### TASK GOAL
Count each line below that has "derive" anywhere in it. Answer with the total alone.

(Beginning of DATA)

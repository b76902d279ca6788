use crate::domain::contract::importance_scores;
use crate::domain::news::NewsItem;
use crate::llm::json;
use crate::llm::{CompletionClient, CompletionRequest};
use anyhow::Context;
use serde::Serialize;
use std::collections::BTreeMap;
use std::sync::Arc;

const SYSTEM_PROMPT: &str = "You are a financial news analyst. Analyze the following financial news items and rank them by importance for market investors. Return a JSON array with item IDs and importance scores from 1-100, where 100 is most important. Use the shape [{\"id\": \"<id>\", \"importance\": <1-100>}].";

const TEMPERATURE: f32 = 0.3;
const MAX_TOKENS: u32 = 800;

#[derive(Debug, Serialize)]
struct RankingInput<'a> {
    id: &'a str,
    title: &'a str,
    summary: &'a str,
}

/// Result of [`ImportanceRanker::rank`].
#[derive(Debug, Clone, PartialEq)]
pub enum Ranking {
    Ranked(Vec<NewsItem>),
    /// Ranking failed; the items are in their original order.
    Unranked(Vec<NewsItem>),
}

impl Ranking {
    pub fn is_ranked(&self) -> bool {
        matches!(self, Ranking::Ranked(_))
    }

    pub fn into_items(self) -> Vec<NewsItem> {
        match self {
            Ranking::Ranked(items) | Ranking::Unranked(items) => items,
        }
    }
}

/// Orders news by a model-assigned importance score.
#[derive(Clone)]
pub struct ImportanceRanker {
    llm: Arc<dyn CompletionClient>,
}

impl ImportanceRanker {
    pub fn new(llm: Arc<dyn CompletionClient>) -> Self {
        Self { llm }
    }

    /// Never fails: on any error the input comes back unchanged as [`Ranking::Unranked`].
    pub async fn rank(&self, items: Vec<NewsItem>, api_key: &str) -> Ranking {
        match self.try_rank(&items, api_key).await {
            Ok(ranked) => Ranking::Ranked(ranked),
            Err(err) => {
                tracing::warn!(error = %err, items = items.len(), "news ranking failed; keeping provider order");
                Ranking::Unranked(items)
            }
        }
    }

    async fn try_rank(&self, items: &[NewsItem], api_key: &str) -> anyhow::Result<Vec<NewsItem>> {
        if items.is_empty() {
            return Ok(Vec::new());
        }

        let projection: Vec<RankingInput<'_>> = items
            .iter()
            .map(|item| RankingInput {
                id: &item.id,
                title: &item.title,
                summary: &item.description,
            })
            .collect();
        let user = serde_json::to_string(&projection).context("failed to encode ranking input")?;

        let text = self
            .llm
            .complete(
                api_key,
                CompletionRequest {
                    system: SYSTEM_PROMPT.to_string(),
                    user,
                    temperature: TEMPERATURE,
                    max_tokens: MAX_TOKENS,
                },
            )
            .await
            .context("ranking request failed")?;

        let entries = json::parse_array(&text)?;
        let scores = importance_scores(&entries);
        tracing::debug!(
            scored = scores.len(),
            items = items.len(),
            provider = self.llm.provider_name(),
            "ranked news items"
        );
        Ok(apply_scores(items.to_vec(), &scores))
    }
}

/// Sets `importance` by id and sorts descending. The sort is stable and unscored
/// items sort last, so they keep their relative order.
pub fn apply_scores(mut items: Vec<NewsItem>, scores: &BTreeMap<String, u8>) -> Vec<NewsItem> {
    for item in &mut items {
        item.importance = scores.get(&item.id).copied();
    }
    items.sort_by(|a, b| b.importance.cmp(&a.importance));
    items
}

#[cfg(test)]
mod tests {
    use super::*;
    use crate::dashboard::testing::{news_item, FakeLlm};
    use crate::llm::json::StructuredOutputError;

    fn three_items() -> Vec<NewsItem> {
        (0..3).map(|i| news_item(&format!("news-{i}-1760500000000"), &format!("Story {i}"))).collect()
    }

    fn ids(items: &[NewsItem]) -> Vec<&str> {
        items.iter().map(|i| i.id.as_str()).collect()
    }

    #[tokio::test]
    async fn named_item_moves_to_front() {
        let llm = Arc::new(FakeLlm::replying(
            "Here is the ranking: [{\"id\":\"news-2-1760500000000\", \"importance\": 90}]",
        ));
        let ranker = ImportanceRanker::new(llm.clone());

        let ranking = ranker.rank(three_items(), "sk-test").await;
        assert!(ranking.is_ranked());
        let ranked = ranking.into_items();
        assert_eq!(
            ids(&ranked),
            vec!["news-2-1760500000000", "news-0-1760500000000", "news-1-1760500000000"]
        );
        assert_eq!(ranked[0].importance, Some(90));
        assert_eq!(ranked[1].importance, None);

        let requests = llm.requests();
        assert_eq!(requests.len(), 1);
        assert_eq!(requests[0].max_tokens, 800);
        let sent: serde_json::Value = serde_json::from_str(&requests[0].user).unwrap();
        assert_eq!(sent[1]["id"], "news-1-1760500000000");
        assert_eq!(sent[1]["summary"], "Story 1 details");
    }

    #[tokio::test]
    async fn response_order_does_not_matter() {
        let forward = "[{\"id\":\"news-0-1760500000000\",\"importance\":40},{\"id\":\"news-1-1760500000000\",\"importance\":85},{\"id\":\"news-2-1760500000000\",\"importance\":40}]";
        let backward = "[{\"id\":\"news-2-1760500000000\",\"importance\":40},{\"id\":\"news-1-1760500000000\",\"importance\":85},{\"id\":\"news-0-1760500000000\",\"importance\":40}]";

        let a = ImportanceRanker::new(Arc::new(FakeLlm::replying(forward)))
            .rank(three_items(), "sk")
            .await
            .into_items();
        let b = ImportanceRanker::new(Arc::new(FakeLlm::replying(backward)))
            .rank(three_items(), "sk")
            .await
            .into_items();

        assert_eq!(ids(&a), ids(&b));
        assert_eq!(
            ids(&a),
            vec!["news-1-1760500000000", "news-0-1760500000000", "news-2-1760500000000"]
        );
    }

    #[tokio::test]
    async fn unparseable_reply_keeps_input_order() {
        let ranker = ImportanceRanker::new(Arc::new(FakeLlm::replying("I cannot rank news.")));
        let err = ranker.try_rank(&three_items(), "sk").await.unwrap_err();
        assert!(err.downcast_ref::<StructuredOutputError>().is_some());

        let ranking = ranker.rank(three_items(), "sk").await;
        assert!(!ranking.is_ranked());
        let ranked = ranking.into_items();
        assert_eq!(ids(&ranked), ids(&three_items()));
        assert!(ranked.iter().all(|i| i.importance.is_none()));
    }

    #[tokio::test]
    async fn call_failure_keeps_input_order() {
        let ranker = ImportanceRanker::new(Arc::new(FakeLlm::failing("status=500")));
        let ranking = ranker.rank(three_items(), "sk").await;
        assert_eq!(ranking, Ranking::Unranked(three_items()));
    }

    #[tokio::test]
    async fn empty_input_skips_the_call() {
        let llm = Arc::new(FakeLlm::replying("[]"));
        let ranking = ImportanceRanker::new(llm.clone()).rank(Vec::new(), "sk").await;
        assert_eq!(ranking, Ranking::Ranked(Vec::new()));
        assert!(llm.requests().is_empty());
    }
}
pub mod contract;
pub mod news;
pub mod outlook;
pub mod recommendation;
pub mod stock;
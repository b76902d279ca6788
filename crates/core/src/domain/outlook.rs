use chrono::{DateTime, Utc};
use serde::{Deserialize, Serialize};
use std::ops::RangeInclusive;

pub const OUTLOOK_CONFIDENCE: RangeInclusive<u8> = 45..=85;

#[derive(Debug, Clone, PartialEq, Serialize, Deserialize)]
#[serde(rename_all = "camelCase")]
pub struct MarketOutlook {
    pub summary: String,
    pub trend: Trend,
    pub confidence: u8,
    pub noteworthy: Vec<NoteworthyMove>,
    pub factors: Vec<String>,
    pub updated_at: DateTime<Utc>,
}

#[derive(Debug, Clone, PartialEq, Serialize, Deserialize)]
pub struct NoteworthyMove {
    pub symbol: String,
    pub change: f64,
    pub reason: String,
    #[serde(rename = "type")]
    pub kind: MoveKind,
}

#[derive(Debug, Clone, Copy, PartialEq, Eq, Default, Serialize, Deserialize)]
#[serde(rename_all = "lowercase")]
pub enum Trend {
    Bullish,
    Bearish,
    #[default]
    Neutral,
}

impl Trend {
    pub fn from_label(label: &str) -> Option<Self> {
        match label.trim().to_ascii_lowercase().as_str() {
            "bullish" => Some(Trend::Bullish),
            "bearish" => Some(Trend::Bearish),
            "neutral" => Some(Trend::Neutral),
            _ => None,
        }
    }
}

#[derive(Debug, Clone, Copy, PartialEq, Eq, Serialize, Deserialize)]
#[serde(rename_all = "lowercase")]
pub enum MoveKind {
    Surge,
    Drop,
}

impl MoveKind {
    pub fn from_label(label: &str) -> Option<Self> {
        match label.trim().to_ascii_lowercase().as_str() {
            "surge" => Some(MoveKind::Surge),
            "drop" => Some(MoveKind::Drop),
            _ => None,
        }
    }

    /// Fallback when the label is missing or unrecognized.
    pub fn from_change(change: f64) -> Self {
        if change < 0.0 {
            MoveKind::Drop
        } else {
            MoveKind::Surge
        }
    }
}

(End of DATA)

### TASK SOLUTION
7